Le teckel est élevé depuis le Moyen Âge.
À l’origine, c’est un chien de chasse, descendant du basset allemand qui tire sa réputation de sa capacité à débusquer les terriers des blaireaux. C’est d’ailleurs de l’allemand « dachshund » (qui signifie blaireau) transformé en dackel puis teckel en français que notre petit chien tire son nom.

La race est officialisée en Allemagne à la fin du XIXe siècle.

Il existe trois types de teckel

Le teckel est un chien au corps allongé, court sur pattes. La fesse est musclée et le sternum bien marqué.

On distingue 3 types de teckel selon la nature du poil qui peut être court, long ou dur.

Le plus souvent le teckel est unicolore, rouge. Il peut aussi présenter une robe bicolore avec des marques feu ou encore bringée ou sanglier notamment le teckel à poil dur.

La tête est allongée sans être pointue avec des oreilles longues attachées haut. Le stop est discret. Le teckel adulte pèse entre 3 et 9 kg pour 11 à 25 cm au garrot. Cette grande variation explique une classification du teckel également selon sa taille : standard, nain ou kaninchen.

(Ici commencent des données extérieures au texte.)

//! Reconciliation reports

use crate::models::VmState;
use chrono::{DateTime, Utc};
use serde::Serialize;

/// Action taken for one VM during a reconciliation cycle
#[derive(Debug, Clone, Copy, PartialEq, Eq, Serialize)]
#[serde(rename_all = "snake_case")]
pub enum ReconcileAction {
    /// Record claimed a live process but none exists
    MarkDead,
    /// Record claimed no process but one is running
    StateUpdate,
    /// Long-stopped record with no remaining evidence, soft-deleted
    OrphanDelete,
    NoChange,
    Error,
}

/// Outcome for a single VM
#[derive(Debug, Clone, Serialize)]
pub struct VmReconciliationReport {
    pub vm_id: String,
    pub customer_id: String,
    pub previous_state: VmState,
    pub new_state: Option<VmState>,
    pub action: ReconcileAction,
    pub process_id: Option<u32>,
    pub error: Option<String>,
}

impl VmReconciliationReport {
    pub(crate) fn new(vm_id: &str, customer_id: &str, previous_state: VmState) -> Self {
        Self {
            vm_id: vm_id.to_string(),
            customer_id: customer_id.to_string(),
            previous_state,
            new_state: None,
            action: ReconcileAction::NoChange,
            process_id: None,
            error: None,
        }
    }
}

/// Tallies of one reconciliation cycle
#[derive(Debug, Clone, Serialize)]
pub struct ReconciliationReport {
    pub started_at: DateTime<Utc>,
    pub completed_at: Option<DateTime<Utc>>,
    pub total_vms: usize,
    pub processes_found: usize,
    pub marked_dead: usize,
    pub state_updated: usize,
    pub orphans_deleted: usize,
    pub unchanged: usize,
    pub errors: usize,
    /// Set when the process table could not be read; the per-VM pass is skipped
    pub scan_error: Option<String>,
    /// Set when the repository could not be listed; the cycle ends early
    pub list_error: Option<String>,
    pub vms: Vec<VmReconciliationReport>,
}

impl ReconciliationReport {
    pub fn new() -> Self {
        Self {
            started_at: Utc::now(),
            completed_at: None,
            total_vms: 0,
            processes_found: 0,
            marked_dead: 0,
            state_updated: 0,
            orphans_deleted: 0,
            unchanged: 0,
            errors: 0,
            scan_error: None,
            list_error: None,
            vms: Vec::new(),
        }
    }

    pub(crate) fn record(&mut self, vm: VmReconciliationReport) {
        match vm.action {
            ReconcileAction::MarkDead => self.marked_dead += 1,
            ReconcileAction::StateUpdate => self.state_updated += 1,
            ReconcileAction::OrphanDelete => self.orphans_deleted += 1,
            ReconcileAction::NoChange => self.unchanged += 1,
            ReconcileAction::Error => self.errors += 1,
        }
        self.vms.push(vm);
    }

    /// Number of VMs whose record was changed this cycle
    pub fn actions_taken(&self) -> usize {
        self.marked_dead + self.state_updated + self.orphans_deleted
    }

    /// Whether the cycle ran the full per-VM pass
    pub fn is_complete(&self) -> bool {
        self.scan_error.is_none() && self.list_error.is_none()
    }

    pub(crate) fn finish(&mut self) {
        self.completed_at = Some(Utc::now());
    }
}

impl Default for ReconciliationReport {
    fn default() -> Self {
        Self::new()
    }
}
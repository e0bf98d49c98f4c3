//! Daemon wiring
//!
//! Builds the long-running components from configuration, runs each on its
//! own task and stops them all through one broadcast shutdown signal.
//!
//! No hypervisor backend ships with this crate. Lifecycle operations and
//! metrics collection exist only once one is attached with
//! [`Daemon::with_backend`]; until then the reconciler and aggregator run
//! against an empty in-memory repository.

use crate::api::{self, AppState};
use crate::config::DaemonConfig;
use anyhow::Result;
use metald_lib::{
    backend::Backend,
    billing::{AggregationLoop, AggregatorBillingClient, MetricsCollector, UsageAggregator},
    health::{components, HealthRegistry},
    lifecycle::VmService,
    models::UsageSummary,
    observability::{ControlPlaneMetrics, StructuredLogger},
    reconciler::{ProcFsScanner, VmReconciler},
    repository::{InMemoryVmRepository, VmRepository},
};
use std::future::Future;
use std::sync::Arc;
use tokio::sync::{broadcast, mpsc};
use tokio::task::JoinHandle;
use tracing::{error, info, warn};

pub struct Daemon {
    config: DaemonConfig,
    health: HealthRegistry,
    metrics: ControlPlaneMetrics,
    logger: StructuredLogger,
    repository: Arc<dyn VmRepository>,
    aggregator: Arc<UsageAggregator>,
    summaries: mpsc::Receiver<UsageSummary>,
    collector: Option<Arc<MetricsCollector>>,
    service: Option<VmService>,
}

impl Daemon {
    pub fn new(config: DaemonConfig) -> Self {
        let (aggregator, summaries) =
            UsageAggregator::new(config.aggregation_interval(), config.summary_buffer_size);
        let logger = StructuredLogger::new(&config.instance_id);

        Self {
            health: HealthRegistry::new(),
            metrics: ControlPlaneMetrics::new(),
            logger,
            repository: Arc::new(InMemoryVmRepository::new()),
            aggregator: Arc::new(aggregator),
            summaries,
            collector: None,
            service: None,
            config,
        }
    }

    /// Attach a hypervisor backend, enabling lifecycle operations and metering
    pub fn with_backend(mut self, backend: Arc<dyn Backend>) -> Self {
        let billing = Arc::new(AggregatorBillingClient::new(self.aggregator.clone()));
        let collector = Arc::new(
            MetricsCollector::new(backend.clone(), billing, self.config.collector_config())
                .with_health(self.health.clone()),
        );

        self.service = Some(
            VmService::new(backend, self.repository.clone()).with_collection(collector.clone()),
        );
        self.collector = Some(collector);
        self
    }

    /// Lifecycle service, present once a backend is attached
    pub fn service(&self) -> Option<&VmService> {
        self.service.as_ref()
    }

    pub fn health(&self) -> &HealthRegistry {
        &self.health
    }

    /// Run every component until `signal` resolves
    pub async fn run(self, signal: impl Future<Output = ()>) -> Result<()> {
        let Daemon {
            config,
            health,
            metrics,
            logger,
            repository,
            aggregator,
            summaries,
            collector,
            service: _service,
        } = self;

        health.register_all().await;
        if collector.is_none() {
            warn!("No hypervisor backend attached, metrics collection disabled");
            health
                .set_degraded(components::COLLECTOR, "no hypervisor backend attached")
                .await;
        }

        let (shutdown_tx, _) = broadcast::channel::<()>(1);
        let mut tasks: Vec<(&'static str, JoinHandle<()>)> = Vec::new();

        let mut reconciler = VmReconciler::new(
            repository,
            Arc::new(ProcFsScanner::with_proc_path(config.proc_path.clone())),
            config.reconciler_config(),
        )
        .with_logger(logger.clone())
        .with_health(health.clone());
        if let Some(ref collector) = collector {
            reconciler = reconciler.with_collection(collector.clone());
        }
        tasks.push((
            components::RECONCILER,
            tokio::spawn(reconciler.run(shutdown_tx.subscribe())),
        ));

        tasks.push((
            components::AGGREGATOR,
            tokio::spawn(AggregationLoop::new(aggregator.clone()).run(shutdown_tx.subscribe())),
        ));
        tasks.push((
            "summaries",
            tokio::spawn(log_summaries(
                summaries,
                logger.clone(),
                shutdown_tx.subscribe(),
            )),
        ));

        if let Some(collector) = collector {
            tasks.push((
                components::COLLECTOR,
                tokio::spawn(collector.run(shutdown_tx.subscribe())),
            ));
        }

        let state = Arc::new(AppState::new(
            config.instance_id.clone(),
            health.clone(),
            metrics,
            aggregator,
        ));
        let api_shutdown = shutdown_tx.subscribe();
        let api_port = config.api_port;
        let api_handle = tokio::spawn(async move {
            if let Err(e) = api::serve(api_port, state, api_shutdown).await {
                error!(error = %e, "API server failed");
            }
        });
        tasks.push(("api", api_handle));

        health.set_ready(true).await;
        logger.log_startup(env!("CARGO_PKG_VERSION"));

        signal.await;
        logger.log_shutdown("signal received");
        health.set_ready(false).await;

        // Receivers only fail to exist if every task already exited
        let _ = shutdown_tx.send(());
        for (name, handle) in tasks {
            if let Err(e) = handle.await {
                error!(task = name, error = %e, "Task panicked during shutdown");
            }
        }

        info!("All tasks stopped");
        Ok(())
    }
}

/// Log every emitted usage summary until shutdown
async fn log_summaries(
    mut summaries: mpsc::Receiver<UsageSummary>,
    logger: StructuredLogger,
    mut shutdown: broadcast::Receiver<()>,
) {
    loop {
        tokio::select! {
            summary = summaries.recv() => match summary {
                Some(summary) => logger.log_usage_summary(&summary),
                None => break,
            },
            _ = shutdown.recv() => break,
        }
    }

    // Drain what was emitted before shutdown
    while let Ok(summary) = summaries.try_recv() {
        logger.log_usage_summary(&summary);
    }
}
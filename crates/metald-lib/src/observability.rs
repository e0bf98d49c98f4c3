//! Observability infrastructure for the control plane
//!
//! Provides:
//! - Prometheus metrics (lifecycle operations, reconciliation actions,
//!   billing summaries, collection errors)
//! - Structured JSON logging of significant control-plane events

use crate::models::UsageSummary;
use crate::reconciler::ReconciliationReport;
use prometheus::{
    register_histogram, register_int_counter, register_int_counter_vec, register_int_gauge,
    Histogram, IntCounter, IntCounterVec, IntGauge,
};
use std::sync::OnceLock;
use tracing::{info, warn};

/// Histogram buckets for reconciliation cycle latency (in seconds)
const CYCLE_BUCKETS: &[f64] = &[0.001, 0.005, 0.01, 0.05, 0.1, 0.25, 0.5, 1.0, 2.5, 5.0, 10.0];

/// Global metrics instance (registered once)
static GLOBAL_METRICS: OnceLock<ControlPlaneMetricsInner> = OnceLock::new();

struct ControlPlaneMetricsInner {
    lifecycle_operations: IntCounterVec,
    reconciliation_actions: IntCounterVec,
    reconciliation_cycle_seconds: Histogram,
    reconciliation_scan_failures: IntCounter,
    usage_summaries_emitted: IntCounterVec,
    aggregator_active_vms: IntGauge,
    collected_vms: IntGauge,
    collection_errors: IntCounter,
    billing_send_failures: IntCounter,
}

impl ControlPlaneMetricsInner {
    fn new() -> Self {
        Self {
            lifecycle_operations: register_int_counter_vec!(
                "metald_vm_lifecycle_operations_total",
                "VM lifecycle operations by operation and outcome",
                &["operation", "outcome"]
            )
            .expect("Failed to register vm_lifecycle_operations_total"),

            reconciliation_actions: register_int_counter_vec!(
                "metald_reconciliation_actions_total",
                "Reconciliation actions taken, by action",
                &["action"]
            )
            .expect("Failed to register reconciliation_actions_total"),

            reconciliation_cycle_seconds: register_histogram!(
                "metald_reconciliation_cycle_seconds",
                "Time spent in one reconciliation cycle",
                CYCLE_BUCKETS.to_vec()
            )
            .expect("Failed to register reconciliation_cycle_seconds"),

            reconciliation_scan_failures: register_int_counter!(
                "metald_reconciliation_scan_failures_total",
                "Reconciliation cycles cut short by a scan or listing failure"
            )
            .expect("Failed to register reconciliation_scan_failures_total"),

            usage_summaries_emitted: register_int_counter_vec!(
                "metald_usage_summaries_emitted_total",
                "Billing usage summaries emitted, by kind",
                &["kind"]
            )
            .expect("Failed to register usage_summaries_emitted_total"),

            aggregator_active_vms: register_int_gauge!(
                "metald_aggregator_active_vms",
                "VMs with live usage aggregation state"
            )
            .expect("Failed to register aggregator_active_vms"),

            collected_vms: register_int_gauge!(
                "metald_collected_vms",
                "VMs whose resource metrics are being collected"
            )
            .expect("Failed to register collected_vms"),

            collection_errors: register_int_counter!(
                "metald_collection_errors_total",
                "Failed backend metric reads"
            )
            .expect("Failed to register collection_errors_total"),

            billing_send_failures: register_int_counter!(
                "metald_billing_send_failures_total",
                "Failed sends to the billing client"
            )
            .expect("Failed to register billing_send_failures_total"),
        }
    }
}

/// Control-plane metrics for Prometheus exposition
///
/// This is a lightweight handle to the global metrics instance.
/// Multiple clones share the same underlying metrics.
#[derive(Clone)]
pub struct ControlPlaneMetrics {
    _private: (),
}

impl Default for ControlPlaneMetrics {
    fn default() -> Self {
        Self::new()
    }
}

impl ControlPlaneMetrics {
    /// Create a new metrics handle (initializes global metrics if needed)
    pub fn new() -> Self {
        GLOBAL_METRICS.get_or_init(ControlPlaneMetricsInner::new);
        Self { _private: () }
    }

    fn inner(&self) -> &ControlPlaneMetricsInner {
        GLOBAL_METRICS.get_or_init(ControlPlaneMetricsInner::new)
    }

    pub fn record_lifecycle_operation(&self, operation: &str, outcome: &str) {
        self.inner()
            .lifecycle_operations
            .with_label_values(&[operation, outcome])
            .inc();
    }

    /// Record the tallies of one reconciliation cycle
    pub fn record_reconciliation(&self, report: &ReconciliationReport, elapsed_secs: f64) {
        let inner = self.inner();
        inner.reconciliation_cycle_seconds.observe(elapsed_secs);

        for (action, count) in [
            ("mark_dead", report.marked_dead),
            ("state_update", report.state_updated),
            ("orphan_delete", report.orphans_deleted),
            ("no_change", report.unchanged),
            ("error", report.errors),
        ] {
            inner
                .reconciliation_actions
                .with_label_values(&[action])
                .inc_by(count as u64);
        }

        if !report.is_complete() {
            inner.reconciliation_scan_failures.inc();
        }
    }

    pub fn inc_summaries_emitted(&self, kind: &str) {
        self.inner()
            .usage_summaries_emitted
            .with_label_values(&[kind])
            .inc();
    }

    pub fn set_aggregator_active_vms(&self, count: i64) {
        self.inner().aggregator_active_vms.set(count);
    }

    pub fn set_collected_vms(&self, count: i64) {
        self.inner().collected_vms.set(count);
    }

    pub fn inc_collection_errors(&self) {
        self.inner().collection_errors.inc();
    }

    pub fn inc_billing_send_failures(&self) {
        self.inner().billing_send_failures.inc();
    }
}

/// Structured logger for control-plane events
///
/// Provides consistent JSON-formatted logging for reconciliation,
/// billing and daemon lifecycle events.
#[derive(Clone)]
pub struct StructuredLogger {
    instance_id: String,
}

impl StructuredLogger {
    pub fn new(instance_id: impl Into<String>) -> Self {
        Self {
            instance_id: instance_id.into(),
        }
    }

    /// Log the outcome of a reconciliation cycle
    pub fn log_reconciliation(&self, report: &ReconciliationReport) {
        if report.errors > 0 || !report.is_complete() {
            warn!(
                event = "vm_reconciled",
                instance = %self.instance_id,
                total_vms = report.total_vms,
                processes_found = report.processes_found,
                marked_dead = report.marked_dead,
                state_updated = report.state_updated,
                orphans_deleted = report.orphans_deleted,
                unchanged = report.unchanged,
                errors = report.errors,
                scan_error = ?report.scan_error,
                list_error = ?report.list_error,
                "Reconciliation cycle completed with errors"
            );
        } else {
            info!(
                event = "vm_reconciled",
                instance = %self.instance_id,
                total_vms = report.total_vms,
                processes_found = report.processes_found,
                marked_dead = report.marked_dead,
                state_updated = report.state_updated,
                orphans_deleted = report.orphans_deleted,
                unchanged = report.unchanged,
                "Reconciliation cycle completed"
            );
        }
    }

    /// Log a billing summary
    pub fn log_usage_summary(&self, summary: &UsageSummary) {
        info!(
            event = "usage_summary_emitted",
            instance = %self.instance_id,
            vm_id = %summary.vm_id,
            customer_id = %summary.customer_id,
            kind = ?summary.kind,
            duration_secs = summary.duration_secs,
            cpu_time_nanos = summary.total_cpu_time_nanos,
            max_memory_bytes = summary.max_memory_bytes,
            resource_score = summary.resource_score,
            sample_count = summary.sample_count,
            "Usage summary emitted"
        );
    }

    pub fn log_startup(&self, version: &str) {
        info!(
            event = "daemon_started",
            instance = %self.instance_id,
            version = %version,
            "metald started"
        );
    }

    pub fn log_shutdown(&self, reason: &str) {
        info!(
            event = "daemon_shutdown",
            instance = %self.instance_id,
            reason = %reason,
            "metald shutting down"
        );
    }
}

#[cfg(test)]
mod tests {
    use super::*;

    #[test]
    fn test_metrics_handles_share_registry() {
        let metrics = ControlPlaneMetrics::new();
        let other = metrics.clone();

        metrics.record_lifecycle_operation("boot_vm", "ok");
        other.record_lifecycle_operation("boot_vm", "ok");
        metrics.record_reconciliation(&ReconciliationReport::default(), 0.01);
        metrics.inc_summaries_emitted("final");
        metrics.set_aggregator_active_vms(3);

        let families = prometheus::gather();
        assert!(families
            .iter()
            .any(|f| f.get_name() == "metald_vm_lifecycle_operations_total"));
    }

    #[test]
    fn test_structured_logger_creation() {
        let logger = StructuredLogger::new("node-1");
        assert_eq!(logger.instance_id, "node-1");
    }
}
//! HTTP API for health checks, status and Prometheus metrics

use axum::{
    extract::State,
    http::StatusCode,
    response::IntoResponse,
    routing::get,
    Json, Router,
};
use metald_lib::{
    billing::{AggregatorStats, UsageAggregator},
    health::{ComponentStatus, HealthRegistry},
    observability::ControlPlaneMetrics,
};
use prometheus::{Encoder, TextEncoder};
use serde::Serialize;
use std::sync::Arc;
use tracing::{error, info};

/// Shared application state
#[derive(Clone)]
pub struct AppState {
    pub instance_id: String,
    pub health_registry: HealthRegistry,
    pub metrics: ControlPlaneMetrics,
    pub aggregator: Arc<UsageAggregator>,
}

impl AppState {
    pub fn new(
        instance_id: impl Into<String>,
        health_registry: HealthRegistry,
        metrics: ControlPlaneMetrics,
        aggregator: Arc<UsageAggregator>,
    ) -> Self {
        Self {
            instance_id: instance_id.into(),
            health_registry,
            metrics,
            aggregator,
        }
    }
}

#[derive(Debug, Serialize)]
pub struct StatusResponse {
    pub instance_id: String,
    pub version: &'static str,
    pub usage: AggregatorStats,
}

/// 200 while operational, 503 once any component is unhealthy
async fn healthz(State(state): State<Arc<AppState>>) -> impl IntoResponse {
    let health = state.health_registry.health().await;

    let status_code = match health.status {
        ComponentStatus::Healthy | ComponentStatus::Degraded => StatusCode::OK,
        ComponentStatus::Unhealthy => StatusCode::SERVICE_UNAVAILABLE,
    };

    (status_code, Json(health))
}

async fn readyz(State(state): State<Arc<AppState>>) -> impl IntoResponse {
    let readiness = state.health_registry.readiness().await;

    let status_code = if readiness.ready {
        StatusCode::OK
    } else {
        StatusCode::SERVICE_UNAVAILABLE
    };

    (status_code, Json(readiness))
}

async fn status(State(state): State<Arc<AppState>>) -> impl IntoResponse {
    Json(StatusResponse {
        instance_id: state.instance_id.clone(),
        version: env!("CARGO_PKG_VERSION"),
        usage: state.aggregator.stats(),
    })
}

async fn metrics() -> impl IntoResponse {
    let encoder = TextEncoder::new();
    let metric_families = prometheus::gather();
    let mut buffer = Vec::new();

    if let Err(e) = encoder.encode(&metric_families, &mut buffer) {
        error!(error = %e, "Failed to encode metrics");
        return (
            StatusCode::INTERNAL_SERVER_ERROR,
            [("content-type", "text/plain; charset=utf-8")],
            Vec::new(),
        );
    }

    (
        StatusCode::OK,
        [("content-type", "text/plain; charset=utf-8")],
        buffer,
    )
}

pub fn create_router(state: Arc<AppState>) -> Router {
    Router::new()
        .route("/healthz", get(healthz))
        .route("/readyz", get(readyz))
        .route("/status", get(status))
        .route("/metrics", get(metrics))
        .with_state(state)
}

/// Serve the API until the shutdown signal fires
pub async fn serve(
    port: u16,
    state: Arc<AppState>,
    mut shutdown: tokio::sync::broadcast::Receiver<()>,
) -> anyhow::Result<()> {
    let app = create_router(state);

    let addr = format!("0.0.0.0:{}", port);
    info!(addr = %addr, "Starting API server");

    let listener = tokio::net::TcpListener::bind(&addr).await?;
    axum::serve(listener, app)
        .with_graceful_shutdown(async move {
            let _ = shutdown.recv().await;
        })
        .await?;

    Ok(())
}
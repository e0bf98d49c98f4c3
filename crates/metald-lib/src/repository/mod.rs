//! VM persistence
//!
//! The repository is the system of record for VM state. Implementations must
//! report a missing (or soft-deleted) record as [`RepositoryError::NotFound`]
//! so callers can tell "already gone" apart from a storage failure.

mod memory;

pub use memory::InMemoryVmRepository;

use crate::error::RepositoryResult;
use crate::models::{PortMapping, Vm, VmState};
use async_trait::async_trait;

/// Filter for [`VmRepository::list_vms`]
#[derive(Debug, Clone, Default)]
pub struct VmFilter {
    pub customer_id: Option<String>,
    /// Empty means any state
    pub states: Vec<VmState>,
    /// Zero means no limit
    pub limit: usize,
    pub offset: usize,
}

impl VmFilter {
    pub fn customer(customer_id: impl Into<String>) -> Self {
        Self {
            customer_id: Some(customer_id.into()),
            ..Default::default()
        }
    }

    fn matches(&self, vm: &Vm) -> bool {
        if let Some(ref customer) = self.customer_id {
            if &vm.customer_id != customer {
                return false;
            }
        }
        self.states.is_empty() || self.states.contains(&vm.state)
    }
}

#[async_trait]
pub trait VmRepository: Send + Sync {
    async fn create_vm(&self, vm: Vm) -> RepositoryResult<()>;

    async fn get_vm(&self, vm_id: &str) -> RepositoryResult<Vm>;

    /// Set the state and process id, bumping `updated_at`
    async fn update_vm_state(
        &self,
        vm_id: &str,
        state: VmState,
        process_id: Option<u32>,
    ) -> RepositoryResult<()>;

    /// Non-deleted VMs matching the filter, ordered by creation time
    async fn list_vms(&self, filter: &VmFilter) -> RepositoryResult<Vec<Vm>>;

    /// All non-deleted VMs
    async fn list_all_vms(&self) -> RepositoryResult<Vec<Vm>>;

    /// Soft delete: sets `deleted_at`, keeps the record for audit
    async fn delete_vm(&self, vm_id: &str) -> RepositoryResult<()>;

    async fn count_vms(&self, customer_id: Option<&str>) -> RepositoryResult<usize>;

    async fn update_vm_port_mappings(
        &self,
        vm_id: &str,
        port_mappings: Vec<PortMapping>,
    ) -> RepositoryResult<()>;
}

Un concentré d’intelligence et de dynamisme

Le teckel est un chien facétieux, très intelligent et joueur. Il est vif et joyeux mais le revers de ce caractère enjoué est son côté un peu têtu et parfois dominant. Il doit donc être éduqué tôt avec fermeté et douceur. Il profitera de la moindre faille.

Très attaché à son maître, c’est également un excellent chasseur qui adore fouiner.

Le plus habile à la chasse et le plus courageux est sans doute le teckel à poil dur. Sa robe dense et épaisse le protège bien contre les griffures des épineux et il ne recule pas devant le sanglier !

Le teckel à poil ras est le plus tendre et le plus calme tandis que celui à poil long convient bien aux familles car il est affectif et doux.

Une santé solide

Globalement le teckel est un chien de santé robuste. Il peut vivre très longtemps (16 ans en moyenne).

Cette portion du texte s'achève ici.